YOUR TASK ::
Give the lines again exactly as they appear, beginning at the one with "engine can create." and ending at the last line of the records.

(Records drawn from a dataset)
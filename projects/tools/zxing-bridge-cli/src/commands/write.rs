use crate::error::CliError;
use argh::FromArgs;
use std::fs;
use std::path::PathBuf;
use zxing_bridge::{BarcodeFormat, CreatorOptions, Engine, WriterOptions, formats_to_string};

#[derive(FromArgs, Debug)]
/// Create a barcode and save it as SVG (".svg") or PNG (anything else)
#[argh(subcommand, name = "write")]
pub struct WriteCmd {
    /// content to encode
    #[argh(positional)]
    pub text: String,

    /// barcode format, e.g. QRCode, EAN-13, DataMatrix
    #[argh(positional)]
    pub format: String,

    /// output file
    #[argh(positional)]
    pub output: PathBuf,
}

/// Resolves `name` against what the linked engine can create.
fn creatable_format(engine: Engine, name: &str) -> Result<BarcodeFormat, CliError> {
    let creatable = engine.list_formats(BarcodeFormat::ALL_CREATABLE)?;
    match BarcodeFormat::parse(name) {
        Ok(format) if creatable.contains(&format) => Ok(format),
        _ => Err(CliError::NotCreatable {
            name: name.to_owned(),
            creatable: formats_to_string(&creatable),
        }),
    }
}

pub fn handle_write_command(cmd: WriteCmd) -> Result<(), CliError> {
    let engine = Engine::linked();
    let format = creatable_format(engine, &cmd.format)?;

    let options = CreatorOptions::new(engine, format)?;
    let barcode = engine.create_barcode(cmd.text.as_str(), &options)?;
    let mut writer = WriterOptions::new(engine)?;

    let is_svg = cmd
        .output
        .extension()
        .is_some_and(|ext| ext.eq_ignore_ascii_case("svg"));

    if is_svg {
        writer.set_add_hrt(true)?;
        fs::write(&cmd.output, barcode.to_svg(Some(&writer))?)?;
    } else {
        writer.set_scale(4)?;
        let raster = barcode.to_image(Some(&writer))?;
        log::info!("Rendered {}x{} raster", raster.width(), raster.height());
        raster
            .into_gray_image()?
            .save_with_format(&cmd.output, image::ImageFormat::Png)?;
    }

    println!("Wrote {format} barcode to {}", cmd.output.display());
    Ok(())
}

EXERCISE OUTPUT ::
/// Resolves `name` against what the linked engine can create.
fn creatable_format(engine: Engine, name: &str) -> Result<BarcodeFormat, CliError> {
    let creatable = engine.list_formats(BarcodeFormat::ALL_CREATABLE)?;
    match BarcodeFormat::parse(name) {
        Ok(format) if creatable.contains(&format) => Ok(format),
        _ => Err(CliError::NotCreatable {
            name: name.to_owned(),
            creatable: formats_to_string(&creatable),
        }),
    }
}

pub fn handle_write_command(cmd: WriteCmd) -> Result<(), CliError> {
    let engine = Engine::linked();
    let format = creatable_format(engine, &cmd.format)?;

    let options = CreatorOptions::new(engine, format)?;
    let barcode = engine.create_barcode(cmd.text.as_str(), &options)?;
    let mut writer = WriterOptions::new(engine)?;

    let is_svg = cmd
        .output
        .extension()
        .is_some_and(|ext| ext.eq_ignore_ascii_case("svg"));

    if is_svg {
        writer.set_add_hrt(true)?;
        fs::write(&cmd.output, barcode.to_svg(Some(&writer))?)?;
    } else {
        writer.set_scale(4)?;
        let raster = barcode.to_image(Some(&writer))?;
        log::info!("Rendered {}x{} raster", raster.width(), raster.height());
        raster
            .into_gray_image()?
            .save_with_format(&cmd.output, image::ImageFormat::Png)?;
    }

    println!("Wrote {format} barcode to {}", cmd.output.display());
    Ok(())
}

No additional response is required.